_TASK DESCRIPTION_: Could you restate word for word every line of the records below, from the first one to the one holding "dotenvy::dotenv().ok();"?

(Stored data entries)
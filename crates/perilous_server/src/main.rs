//! Perilous - unified CLI
//!
//! Serves the REST API or plays all-bot games from the terminal.

#![warn(missing_docs)]
#![forbid(unsafe_code)]

mod cli;

use anyhow::{Context, Result};
use clap::Parser;
use cli::{Cli, Command};
use perilous_rules::Difficulty;
use perilous_server::{AppState, ServerConfig, app, router, simulate};
use std::path::Path;
use tracing::{info, warn};
use tracing_subscriber::EnvFilter;

#[tokio::main]
async fn main() -> Result<()> {
    // Load .env file
    dotenvy::dotenv().ok();

    tracing_subscriber::fmt()
        .with_env_filter(
            EnvFilter::try_from_default_env()
                .unwrap_or_else(|_| EnvFilter::new("info,perilous_server=debug")),
        )
        .init();

    let cli = Cli::parse();
    let config = load_config(&cli.config)?;

    match cli.command {
        Command::Serve { port, offline } => {
            let mut config = config;
            if let Some(port) = port {
                config = config.with_port(port);
            }
            if offline {
                config = config.offline();
            }
            run_http_server(config).await
        }
        Command::Simulate {
            bots,
            difficulty,
            seed,
            offline,
        } => {
            let config = if offline { config.offline() } else { config };
            run_simulation(config, bots, difficulty, seed).await
        }
    }
}

fn load_config(path: &Path) -> Result<ServerConfig> {
    if path.exists() {
        ServerConfig::from_file(path).context("loading config")
    } else {
        warn!(path = %path.display(), "Config file not found, using defaults");
        Ok(ServerConfig::default())
    }
}

/// Run the HTTP game server
async fn run_http_server(config: ServerConfig) -> Result<()> {
    let orchestrator = app::orchestrator(&config, None).context("opening game store")?;
    let state = AppState::new(orchestrator, *config.server().auto_bots());
    let app = router(state);

    let addr = format!("{}:{}", config.server().host(), config.server().port());
    info!(%addr, "Starting perilous HTTP server");
    let listener = tokio::net::TcpListener::bind(&addr)
        .await
        .with_context(|| format!("binding {addr}"))?;
    info!("Server ready at http://{}", addr);
    axum::serve(listener, app).await?;
    Ok(())
}

/// Play an all-bot game and print the log
async fn run_simulation(
    config: ServerConfig,
    bots: usize,
    difficulty: Difficulty,
    seed: Option<u64>,
) -> Result<()> {
    // Simulations never wait between moves.
    let orchestrator = app::orchestrator(&config, seed).context("opening game store")?;
    let simulation = simulate(&orchestrator, bots, difficulty).await?;
    for line in &simulation.log {
        println!("{line}");
    }
    if !simulation.finished() {
        warn!("Simulation stopped before the game ended");
    }
    Ok(())
}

_EXERCISE RESPONSE_:
filename crates/perilous_server/src/main.rs
//! Perilous - unified CLI
//!
//! Serves the REST API or plays all-bot games from the terminal.

#![warn(missing_docs)]
#![forbid(unsafe_code)]

mod cli;

use anyhow::{Context, Result};
use clap::Parser;
use cli::{Cli, Command};
use perilous_rules::Difficulty;
use perilous_server::{AppState, ServerConfig, app, router, simulate};
use std::path::Path;
use tracing::{info, warn};
use tracing_subscriber::EnvFilter;

#[tokio::main]
async fn main() -> Result<()> {
    // Load .env file
    dotenvy::dotenv().ok();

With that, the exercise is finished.